### Material to process
use crate::analyzers::{CorrelationMatrix, CorridorMetrics, MissingValueEntry};
use crate::error::Result;
use crate::models::TripRecord;
use std::path::Path;

/// Writes the tabular reports: processed trips, missing-value summary,
/// correlation matrix, corridor metrics.
pub struct CsvReportWriter;

impl CsvReportWriter {
    pub fn new() -> Self {
        Self
    }

    pub fn write_trips(&self, trips: &[TripRecord], path: &Path) -> Result<usize> {
        let mut writer = csv::Writer::from_path(path)?;
        for trip in trips {
            writer.serialize(trip)?;
        }
        writer.flush()?;
        Ok(trips.len())
    }

    pub fn write_missing_summary(
        &self,
        entries: &[MissingValueEntry],
        path: &Path,
    ) -> Result<()> {
        let mut writer = csv::Writer::from_path(path)?;
        for entry in entries {
            writer.serialize(entry)?;
        }
        writer.flush()?;
        Ok(())
    }

    /// Labeled square matrix: first column holds the row label, NaN cells
    /// are written empty.
    pub fn write_correlation_matrix(
        &self,
        matrix: &CorrelationMatrix,
        path: &Path,
    ) -> Result<()> {
        let mut writer = csv::Writer::from_path(path)?;

        let mut header = vec![String::new()];
        header.extend(matrix.labels.iter().cloned());
        writer.write_record(&header)?;

        for (label, row) in matrix.labels.iter().zip(matrix.values.iter()) {
            let mut record = vec![label.clone()];
            for value in row {
                if value.is_nan() {
                    record.push(String::new());
                } else {
                    record.push(format!("{}", value));
                }
            }
            writer.write_record(&record)?;
        }

        writer.flush()?;
        Ok(())
    }

    pub fn write_corridors(&self, corridors: &[CorridorMetrics], path: &Path) -> Result<()> {
        let mut writer = csv::Writer::from_path(path)?;
        for corridor in corridors {
            writer.serialize(corridor)?;
        }
        writer.flush()?;
        Ok(())
    }
}

impl Default for CsvReportWriter {
    fn default() -> Self {
        Self::new()
    }
}
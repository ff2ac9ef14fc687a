use crate::error::{ProcessingError, Result};
use crate::models::RawSegmentRow;
use crate::utils::constants::REQUIRED_COLUMNS;
use std::path::Path;

pub struct SegmentReader;

impl SegmentReader {
    pub fn new() -> Self {
        Self
    }

    /// Read raw segment rows from a CSV file. The header is validated before
    /// any row is parsed, so a missing required column fails here rather than
    /// deep inside aggregation.
    pub fn read_segments(&self, path: &Path) -> Result<Vec<RawSegmentRow>> {
        let mut reader = csv::Reader::from_path(path)?;

        let headers = reader.headers()?.clone();
        self.validate_headers(&headers)?;

        let mut rows = Vec::new();
        for row in reader.deserialize() {
            let row: RawSegmentRow = row?;
            rows.push(row);
        }

        Ok(rows)
    }

    fn validate_headers(&self, headers: &csv::StringRecord) -> Result<()> {
        for required in REQUIRED_COLUMNS {
            if !headers.iter().any(|h| h == *required) {
                return Err(ProcessingError::MissingColumn(required.to_string()));
            }
        }
        Ok(())
    }

    /// Header columns of a CSV file, in file order.
    pub fn read_columns(&self, path: &Path) -> Result<Vec<String>> {
        let mut reader = csv::Reader::from_path(path)?;
        Ok(reader.headers()?.iter().map(str::to_string).collect())
    }
}

impl Default for SegmentReader {
    fn default() -> Self {
        Self::new()
    }
}

#[cfg(test)]
mod tests {
    use super::*;
    use std::io::Write;
    use tempfile::NamedTempFile;

    const FULL_HEADER: &str = "trip_uuid,route_type,source_center,source_name,\
destination_center,destination_name,trip_creation_time,od_start_time,od_end_time,\
cutoff_timestamp,actual_time,osrm_time,segment_actual_time,segment_osrm_time,\
actual_distance_to_destination,osrm_distance,segment_osrm_distance";

    #[test]
    fn test_read_segments() -> Result<()> {
        let mut file = NamedTempFile::new()?;
        writeln!(file, "{}", FULL_HEADER)?;
        writeln!(
            file,
            "trip-1,FTL,IND01,Delhi - Rohini - DEL001,IND02,Mumbai - Andheri - BOM001,\
2018-09-20 01:00:00,2018-09-20 06:00:00,2018-09-20 09:00:00,2018-09-20 05:00:00,\
120.5,90.0,120.5,90.0,100.2,95.1,95.1"
        )?;
        writeln!(
            file,
            "trip-2,Carting,IND03,,IND04,,2018-09-21 01:00:00,2018-09-21 06:00:00,\
2018-09-21 09:00:00,,not-a-number,,,,,,"
        )?;

        let reader = SegmentReader::new();
        let rows = reader.read_segments(file.path())?;

        assert_eq!(rows.len(), 2);
        assert_eq!(rows[0].trip_uuid, "trip-1");
        assert_eq!(rows[0].actual_time.as_deref(), Some("120.5"));
        assert_eq!(rows[1].source_name, None);
        assert_eq!(rows[1].actual_time.as_deref(), Some("not-a-number"));
        assert_eq!(rows[1].osrm_time, None);

        Ok(())
    }

    #[test]
    fn test_missing_column_is_detected_up_front() -> Result<()> {
        let mut file = NamedTempFile::new()?;
        writeln!(file, "trip_uuid,route_type")?;
        writeln!(file, "trip-1,FTL")?;

        let reader = SegmentReader::new();
        let result = reader.read_segments(file.path());

        match result {
            Err(ProcessingError::MissingColumn(column)) => {
                assert_eq!(column, "source_name");
            }
            other => panic!("expected MissingColumn error, got {:?}", other.map(|r| r.len())),
        }

        Ok(())
    }

    #[test]
    fn test_read_columns() -> Result<()> {
        let mut file = NamedTempFile::new()?;
        writeln!(file, "{}", FULL_HEADER)?;

        let reader = SegmentReader::new();
        let columns = reader.read_columns(file.path())?;

        assert_eq!(columns.len(), 17);
        assert_eq!(columns[0], "trip_uuid");
        assert_eq!(columns[16], "segment_osrm_distance");

        Ok(())
    }
}
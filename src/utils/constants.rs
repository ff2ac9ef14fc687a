/// Columns the input CSV must carry before any processing starts
pub const REQUIRED_COLUMNS: &[&str] = &[
    "trip_uuid",
    "source_name",
    "destination_name",
    "route_type",
    "source_center",
    "destination_center",
    "trip_creation_time",
    "od_start_time",
    "od_end_time",
    "cutoff_timestamp",
    "actual_time",
    "osrm_time",
    "segment_actual_time",
    "segment_osrm_time",
    "actual_distance_to_destination",
    "osrm_distance",
    "segment_osrm_distance",
];

/// Timestamp columns normalized by the three-tier parser
pub const TIMESTAMP_COLUMNS: &[&str] = &[
    "trip_creation_time",
    "od_start_time",
    "od_end_time",
    "cutoff_timestamp",
];

/// Segment-level numeric metrics used for hypothesis tests and correlation
pub const NUMERIC_METRIC_COLUMNS: &[&str] = &[
    "actual_time",
    "osrm_time",
    "segment_actual_time",
    "segment_osrm_time",
    "actual_distance_to_destination",
    "osrm_distance",
    "segment_osrm_distance",
];

/// Trip-level metrics inspected for outliers
pub const OUTLIER_METRIC_COLUMNS: &[&str] = &[
    "actual_time",
    "actual_distance_to_destination",
    "osrm_time",
    "osrm_distance",
    "total_trip_time",
];

/// IQR fence multiplier
pub const IQR_MULTIPLIER: f64 = 1.5;

/// Milliseconds per hour, for elapsed-time conversion
pub const MILLIS_PER_HOUR: f64 = 3_600_000.0;

/// Default output file names
pub const PROCESSED_TRIPS_FILE: &str = "processed_trips.csv";
pub const MISSING_VALUES_FILE: &str = "missing_values.csv";
pub const CORRELATION_MATRIX_FILE: &str = "correlation_matrix.csv";
pub const CORRIDOR_METRICS_FILE: &str = "corridor_metrics.csv";
pub const BASIC_INFO_FILE: &str = "basic_info.json";
pub const ANALYSIS_RESULTS_FILE: &str = "analysis_results.json";
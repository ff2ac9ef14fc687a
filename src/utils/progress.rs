use indicatif::{ProgressBar, ProgressStyle};
use std::time::Duration;

/// Spinner for the long-running pipeline phases. The pipeline is a linear
/// batch run, so a message spinner is the whole progress surface.
pub struct ProgressReporter {
    spinner: Option<ProgressBar>,
}

impl ProgressReporter {
    pub fn new_spinner(message: &str, silent: bool) -> Self {
        if silent {
            return Self { spinner: None };
        }

        let spinner = ProgressBar::new_spinner();
        spinner.set_style(
            ProgressStyle::default_spinner()
                .template("{spinner:.green} {msg}")
                .unwrap(),
        );
        spinner.set_message(message.to_string());
        spinner.enable_steady_tick(Duration::from_millis(100));

        Self {
            spinner: Some(spinner),
        }
    }

    pub fn set_message(&self, message: &str) {
        if let Some(ref spinner) = self.spinner {
            spinner.set_message(message.to_string());
        }
    }

    pub fn finish_with_message(&self, message: &str) {
        if let Some(ref spinner) = self.spinner {
            spinner.finish_with_message(message.to_string());
        }
    }
}

impl Drop for ProgressReporter {
    fn drop(&mut self) {
        if let Some(ref spinner) = self.spinner {
            spinner.finish();
        }
    }
}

### Task to complete
Lines in the material above that include the string "entries" should be listed.

### Answer section
        entries: &[MissingValueEntry],
        for entry in entries {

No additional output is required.